## Task prompt
A word-for-word transcription of every record is needed.

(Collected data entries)
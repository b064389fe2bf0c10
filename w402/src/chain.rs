//! Network families and chain identifiers.
//!
//! - [`NetworkFamily`] - The closed set of settlement families a signer can serve
//! - [`ChainId`] - A CAIP-2 chain id such as `eip155:84532`

use serde::{Deserialize, Deserializer, Serialize, Serializer, de};
use std::fmt;
use std::str::FromStr;

use crate::networks;

/// A settlement-network family.
///
/// Every signer capability belongs to exactly one family, and the scheme
/// registry holds at most one capability per family.
#[derive(Debug, Clone, Copy, PartialEq, Eq, Hash, PartialOrd, Ord)]
pub enum NetworkFamily {
    /// EVM-compatible chains, CAIP-2 namespace `eip155`.
    Evm,
    /// Solana chains, CAIP-2 namespace `solana`.
    Svm,
}

impl NetworkFamily {
    /// All families, in registration order.
    pub const ALL: [Self; 2] = [Self::Evm, Self::Svm];

    /// Returns the CAIP-2 namespace used by chains of this family.
    #[must_use]
    pub const fn namespace(self) -> &'static str {
        match self {
            Self::Evm => "eip155",
            Self::Svm => "solana",
        }
    }

    /// Returns the family owning the given CAIP-2 namespace, if any.
    #[must_use]
    pub fn from_namespace(namespace: &str) -> Option<Self> {
        Self::ALL.into_iter().find(|f| f.namespace() == namespace)
    }

    /// Returns the short lowercase name (`evm` or `svm`).
    #[must_use]
    pub const fn as_str(self) -> &'static str {
        match self {
            Self::Evm => "evm",
            Self::Svm => "svm",
        }
    }
}

impl fmt::Display for NetworkFamily {
    fn fmt(&self, f: &mut fmt::Formatter<'_>) -> fmt::Result {
        f.write_str(self.as_str())
    }
}

/// Error returned when parsing an unknown network family name.
#[derive(Debug, thiserror::Error)]
#[error("Unknown network family {0}, expected `evm` or `svm`")]
pub struct UnknownNetworkFamily(String);

impl FromStr for NetworkFamily {
    type Err = UnknownNetworkFamily;

    fn from_str(s: &str) -> Result<Self, Self::Err> {
        match s.trim().to_ascii_lowercase().as_str() {
            "evm" | "eip155" => Ok(Self::Evm),
            "svm" | "solana" => Ok(Self::Svm),
            _ => Err(UnknownNetworkFamily(s.into())),
        }
    }
}

impl Serialize for NetworkFamily {
    fn serialize<S: Serializer>(&self, serializer: S) -> Result<S::Ok, S::Error> {
        serializer.serialize_str(self.as_str())
    }
}

impl<'de> Deserialize<'de> for NetworkFamily {
    fn deserialize<D: Deserializer<'de>>(deserializer: D) -> Result<Self, D::Error> {
        let s = String::deserialize(deserializer)?;
        Self::from_str(&s).map_err(de::Error::custom)
    }
}

/// A chain id in CAIP-2 form, `namespace:reference`.
///
/// The namespace selects the [`NetworkFamily`]; the reference is the chain
/// within it (a numeric EIP-155 id, or a Solana genesis hash prefix). On the
/// wire it is the joined string, e.g. `"solana:EtWTRABZaYq6iMfeYKouRu166VU2xqa1"`.
#[derive(Debug, Clone, PartialEq, Eq, Hash)]
pub struct ChainId {
    namespace: String,
    reference: String,
}

impl ChainId {
    /// Joins a namespace and a reference.
    pub fn new<N: Into<String>, R: Into<String>>(namespace: N, reference: R) -> Self {
        Self {
            namespace: namespace.into(),
            reference: reference.into(),
        }
    }

    /// The part before the colon.
    #[must_use]
    pub fn namespace(&self) -> &str {
        &self.namespace
    }

    /// The part after the colon.
    #[must_use]
    pub fn reference(&self) -> &str {
        &self.reference
    }

    /// Returns the network family of this chain, if the namespace is known.
    #[must_use]
    pub fn family(&self) -> Option<NetworkFamily> {
        NetworkFamily::from_namespace(&self.namespace)
    }

    /// Creates a chain ID from a well-known V1 network name.
    #[must_use]
    pub fn from_network_name(network_name: &str) -> Option<Self> {
        networks::chain_id_by_network_name(network_name)
    }

    /// Returns the well-known V1 network name for this chain ID, if any.
    #[must_use]
    pub fn as_network_name(&self) -> Option<&'static str> {
        networks::network_name_by_chain_id(self)
    }

    /// Resolves a network string as it appears in a challenge.
    ///
    /// CAIP-2 strings are parsed directly; anything else is looked up in the
    /// table of well-known V1 network names.
    #[must_use]
    pub fn resolve(network: &str) -> Option<Self> {
        if network.contains(':') {
            network.parse().ok()
        } else {
            Self::from_network_name(network)
        }
    }
}

impl fmt::Display for ChainId {
    fn fmt(&self, f: &mut fmt::Formatter<'_>) -> fmt::Result {
        write!(f, "{}:{}", self.namespace, self.reference)
    }
}

impl From<ChainId> for String {
    fn from(value: ChainId) -> Self {
        value.to_string()
    }
}

/// A string that is not `namespace:reference` with both parts non-empty.
#[derive(Debug, thiserror::Error)]
#[error("`{0}` is not a CAIP-2 chain id")]
pub struct ChainIdFormatError(String);

impl FromStr for ChainId {
    type Err = ChainIdFormatError;

    fn from_str(s: &str) -> Result<Self, Self::Err> {
        let (namespace, reference) = s
            .split_once(':')
            .ok_or_else(|| ChainIdFormatError(s.into()))?;
        if namespace.is_empty() || reference.is_empty() {
            return Err(ChainIdFormatError(s.into()));
        }
        Ok(Self::new(namespace, reference))
    }
}

impl Serialize for ChainId {
    fn serialize<S>(&self, serializer: S) -> Result<S::Ok, S::Error>
    where
        S: Serializer,
    {
        serializer.serialize_str(&self.to_string())
    }
}

impl<'de> Deserialize<'de> for ChainId {
    fn deserialize<D>(deserializer: D) -> Result<Self, D::Error>
    where
        D: Deserializer<'de>,
    {
        let s = String::deserialize(deserializer)?;
        Self::from_str(&s).map_err(de::Error::custom)
    }
}

#[cfg(test)]
mod tests {
    use super::*;

    #[test]
    fn test_chain_id_serialize_eip155() {
        let chain_id = ChainId::new("eip155", "1");
        let serialized = serde_json::to_string(&chain_id).unwrap();
        assert_eq!(serialized, "\"eip155:1\"");
    }

    #[test]
    fn test_chain_id_deserialize_solana() {
        let chain_id: ChainId =
            serde_json::from_str("\"solana:5eykt4UsFv8P8NJdTREpY1vzqKqZKvdp\"").unwrap();
        assert_eq!(chain_id.namespace(), "solana");
        assert_eq!(chain_id.reference(), "5eykt4UsFv8P8NJdTREpY1vzqKqZKvdp");
        assert_eq!(chain_id.family(), Some(NetworkFamily::Svm));
    }

    #[test]
    fn test_chain_id_rejects_malformed() {
        assert!("invalid".parse::<ChainId>().is_err());
        assert!(":1".parse::<ChainId>().is_err());
        assert!("eip155:".parse::<ChainId>().is_err());
    }

    #[test]
    fn test_chain_id_unknown_namespace_has_no_family() {
        let chain_id: ChainId = "cosmos:hub-4".parse().unwrap();
        assert!(chain_id.family().is_none());
    }

    #[test]
    fn test_resolve_v1_name_and_caip2() {
        let base = ChainId::resolve("base-sepolia").unwrap();
        assert_eq!(base, ChainId::new("eip155", "84532"));
        assert_eq!(base.family(), Some(NetworkFamily::Evm));

        let caip = ChainId::resolve("eip155:8453").unwrap();
        assert_eq!(caip.as_network_name(), Some("base"));

        assert!(ChainId::resolve("not-a-network").is_none());
    }

    #[test]
    fn test_family_parse_and_display() {
        assert_eq!("EVM".parse::<NetworkFamily>().unwrap(), NetworkFamily::Evm);
        assert_eq!("solana".parse::<NetworkFamily>().unwrap(), NetworkFamily::Svm);
        assert!("btc".parse::<NetworkFamily>().is_err());
        assert_eq!(NetworkFamily::Svm.to_string(), "svm");
        assert_eq!(NetworkFamily::Evm.namespace(), "eip155");
    }
}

## Answer
repository b064389fe2bf0c10
filename w402/src/chain.rs
//! Network families and chain identifiers.
//!
//! - [`NetworkFamily`] - The closed set of settlement families a signer can serve
//! - [`ChainId`] - A CAIP-2 chain id such as `eip155:84532`

use serde::{Deserialize, Deserializer, Serialize, Serializer, de};
use std::fmt;
use std::str::FromStr;

use crate::networks;

/// A settlement-network family.
///
/// Every signer capability belongs to exactly one family, and the scheme
/// registry holds at most one capability per family.
#[derive(Debug, Clone, Copy, PartialEq, Eq, Hash, PartialOrd, Ord)]
pub enum NetworkFamily {
    /// EVM-compatible chains, CAIP-2 namespace `eip155`.
    Evm,
    /// Solana chains, CAIP-2 namespace `solana`.
    Svm,
}

impl NetworkFamily {
    /// All families, in registration order.
    pub const ALL: [Self; 2] = [Self::Evm, Self::Svm];

    /// Returns the CAIP-2 namespace used by chains of this family.
    #[must_use]
    pub const fn namespace(self) -> &'static str {
        match self {
            Self::Evm => "eip155",
            Self::Svm => "solana",
        }
    }

    /// Returns the family owning the given CAIP-2 namespace, if any.
    #[must_use]
    pub fn from_namespace(namespace: &str) -> Option<Self> {
        Self::ALL.into_iter().find(|f| f.namespace() == namespace)
    }

    /// Returns the short lowercase name (`evm` or `svm`).
    #[must_use]
    pub const fn as_str(self) -> &'static str {
        match self {
            Self::Evm => "evm",
            Self::Svm => "svm",
        }
    }
}

impl fmt::Display for NetworkFamily {
    fn fmt(&self, f: &mut fmt::Formatter<'_>) -> fmt::Result {
        f.write_str(self.as_str())
    }
}

/// Error returned when parsing an unknown network family name.
#[derive(Debug, thiserror::Error)]
#[error("Unknown network family {0}, expected `evm` or `svm`")]
pub struct UnknownNetworkFamily(String);

impl FromStr for NetworkFamily {
    type Err = UnknownNetworkFamily;

    fn from_str(s: &str) -> Result<Self, Self::Err> {
        match s.trim().to_ascii_lowercase().as_str() {
            "evm" | "eip155" => Ok(Self::Evm),
            "svm" | "solana" => Ok(Self::Svm),
            _ => Err(UnknownNetworkFamily(s.into())),
        }
    }
}

impl Serialize for NetworkFamily {
    fn serialize<S: Serializer>(&self, serializer: S) -> Result<S::Ok, S::Error> {
        serializer.serialize_str(self.as_str())
    }
}

impl<'de> Deserialize<'de> for NetworkFamily {
    fn deserialize<D: Deserializer<'de>>(deserializer: D) -> Result<Self, D::Error> {
        let s = String::deserialize(deserializer)?;
        Self::from_str(&s).map_err(de::Error::custom)
    }
}

/// A chain id in CAIP-2 form, `namespace:reference`.
///
/// The namespace selects the [`NetworkFamily`]; the reference is the chain
/// within it (a numeric EIP-155 id, or a Solana genesis hash prefix). On the
/// wire it is the joined string, e.g. `"solana:EtWTRABZaYq6iMfeYKouRu166VU2xqa1"`.
#[derive(Debug, Clone, PartialEq, Eq, Hash)]
pub struct ChainId {
    namespace: String,
    reference: String,
}

impl ChainId {
    /// Joins a namespace and a reference.
    pub fn new<N: Into<String>, R: Into<String>>(namespace: N, reference: R) -> Self {
        Self {
            namespace: namespace.into(),
            reference: reference.into(),
        }
    }

    /// The part before the colon.
    #[must_use]
    pub fn namespace(&self) -> &str {
        &self.namespace
    }

    /// The part after the colon.
    #[must_use]
    pub fn reference(&self) -> &str {
        &self.reference
    }

    /// Returns the network family of this chain, if the namespace is known.
    #[must_use]
    pub fn family(&self) -> Option<NetworkFamily> {
        NetworkFamily::from_namespace(&self.namespace)
    }

    /// Creates a chain ID from a well-known V1 network name.
    #[must_use]
    pub fn from_network_name(network_name: &str) -> Option<Self> {
        networks::chain_id_by_network_name(network_name)
    }

    /// Returns the well-known V1 network name for this chain ID, if any.
    #[must_use]
    pub fn as_network_name(&self) -> Option<&'static str> {
        networks::network_name_by_chain_id(self)
    }

    /// Resolves a network string as it appears in a challenge.
    ///
    /// CAIP-2 strings are parsed directly; anything else is looked up in the
    /// table of well-known V1 network names.
    #[must_use]
    pub fn resolve(network: &str) -> Option<Self> {
        if network.contains(':') {
            network.parse().ok()
        } else {
            Self::from_network_name(network)
        }
    }
}

impl fmt::Display for ChainId {
    fn fmt(&self, f: &mut fmt::Formatter<'_>) -> fmt::Result {
        write!(f, "{}:{}", self.namespace, self.reference)
    }
}

impl From<ChainId> for String {
    fn from(value: ChainId) -> Self {
        value.to_string()
    }
}

/// A string that is not `namespace:reference` with both parts non-empty.
#[derive(Debug, thiserror::Error)]
#[error("`{0}` is not a CAIP-2 chain id")]
pub struct ChainIdFormatError(String);

impl FromStr for ChainId {
    type Err = ChainIdFormatError;

    fn from_str(s: &str) -> Result<Self, Self::Err> {
        let (namespace, reference) = s
            .split_once(':')
            .ok_or_else(|| ChainIdFormatError(s.into()))?;
        if namespace.is_empty() || reference.is_empty() {
            return Err(ChainIdFormatError(s.into()));
        }
        Ok(Self::new(namespace, reference))
    }
}

impl Serialize for ChainId {
    fn serialize<S>(&self, serializer: S) -> Result<S::Ok, S::Error>
    where
        S: Serializer,
    {
        serializer.serialize_str(&self.to_string())
    }
}

impl<'de> Deserialize<'de> for ChainId {
    fn deserialize<D>(deserializer: D) -> Result<Self, D::Error>
    where
        D: Deserializer<'de>,
    {
        let s = String::deserialize(deserializer)?;
        Self::from_str(&s).map_err(de::Error::custom)
    }
}

#[cfg(test)]
mod tests {
    use super::*;

    #[test]
    fn test_chain_id_serialize_eip155() {
        let chain_id = ChainId::new("eip155", "1");
        let serialized = serde_json::to_string(&chain_id).unwrap();
        assert_eq!(serialized, "\"eip155:1\"");
    }

    #[test]
    fn test_chain_id_deserialize_solana() {
        let chain_id: ChainId =
            serde_json::from_str("\"solana:5eykt4UsFv8P8NJdTREpY1vzqKqZKvdp\"").unwrap();
        assert_eq!(chain_id.namespace(), "solana");
        assert_eq!(chain_id.reference(), "5eykt4UsFv8P8NJdTREpY1vzqKqZKvdp");
        assert_eq!(chain_id.family(), Some(NetworkFamily::Svm));
    }

    #[test]
    fn test_chain_id_rejects_malformed() {
        assert!("invalid".parse::<ChainId>().is_err());
        assert!(":1".parse::<ChainId>().is_err());
        assert!("eip155:".parse::<ChainId>().is_err());
    }

    #[test]
    fn test_chain_id_unknown_namespace_has_no_family() {
        let chain_id: ChainId = "cosmos:hub-4".parse().unwrap();
        assert!(chain_id.family().is_none());
    }

    #[test]
    fn test_resolve_v1_name_and_caip2() {
        let base = ChainId::resolve("base-sepolia").unwrap();
        assert_eq!(base, ChainId::new("eip155", "84532"));
        assert_eq!(base.family(), Some(NetworkFamily::Evm));

        let caip = ChainId::resolve("eip155:8453").unwrap();
        assert_eq!(caip.as_network_name(), Some("base"));

        assert!(ChainId::resolve("not-a-network").is_none());
    }

    #[test]
    fn test_family_parse_and_display() {
        assert_eq!("EVM".parse::<NetworkFamily>().unwrap(), NetworkFamily::Evm);
        assert_eq!("solana".parse::<NetworkFamily>().unwrap(), NetworkFamily::Svm);
        assert!("btc".parse::<NetworkFamily>().is_err());
        assert_eq!(NetworkFamily::Svm.to_string(), "svm");
        assert_eq!(NetworkFamily::Evm.namespace(), "eip155");
    }
}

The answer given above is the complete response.